[YOUR OBJECTIVE]:
Scan the records below. Report the number of lines containing the word "back", and nothing more.

=== TASK INPUT ===

use tch::Tensor;

/// Reversible transform applied to a `[batch, seqlen, dim]` token sequence.
#[derive(Debug, Clone, Copy, PartialEq, Eq)]
pub enum SeqTransform {
    /// Reverse the token axis.
    Flip,
}

impl SeqTransform {
    pub fn apply(self, xs: &Tensor) -> Tensor {
        match self {
            SeqTransform::Flip => xs.flip([1]),
        }
    }

    pub fn invert(self, xs: &Tensor) -> Tensor {
        match self {
            SeqTransform::Flip => xs.flip([1]),
        }
    }
}

/// Ordered record of the transforms applied to a sequence, so any later
/// stage can map tensors back to the original token order and forth again.
#[derive(Debug, Default, Clone)]
pub struct TransformRecord {
    applied: Vec<SeqTransform>,
}

impl TransformRecord {
    pub fn new() -> Self {
        Self::default()
    }

    pub fn push(&mut self, xs: &Tensor, transform: SeqTransform) -> Tensor {
        self.applied.push(transform);
        transform.apply(xs)
    }

    pub fn is_empty(&self) -> bool {
        self.applied.is_empty()
    }

    /// Map a transformed tensor back to the original order.
    pub fn undo(&self, xs: &Tensor) -> Tensor {
        self.applied
            .iter()
            .rev()
            .fold(xs.shallow_clone(), |acc, t| t.invert(&acc))
    }

    /// Map an original-order tensor into the transformed order.
    pub fn redo(&self, xs: &Tensor) -> Tensor {
        self.applied
            .iter()
            .fold(xs.shallow_clone(), |acc, t| t.apply(&acc))
    }

    /// Run `f` on `xs` seen in the original order, returning the result in
    /// the transformed order.
    pub fn in_original_order<F>(&self, xs: &Tensor, f: F) -> Tensor
    where
        F: FnOnce(&Tensor) -> Tensor,
    {
        if self.is_empty() {
            return f(xs);
        }
        self.redo(&f(&self.undo(xs)))
    }
}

===

[EXERCISE ANSWER]:
2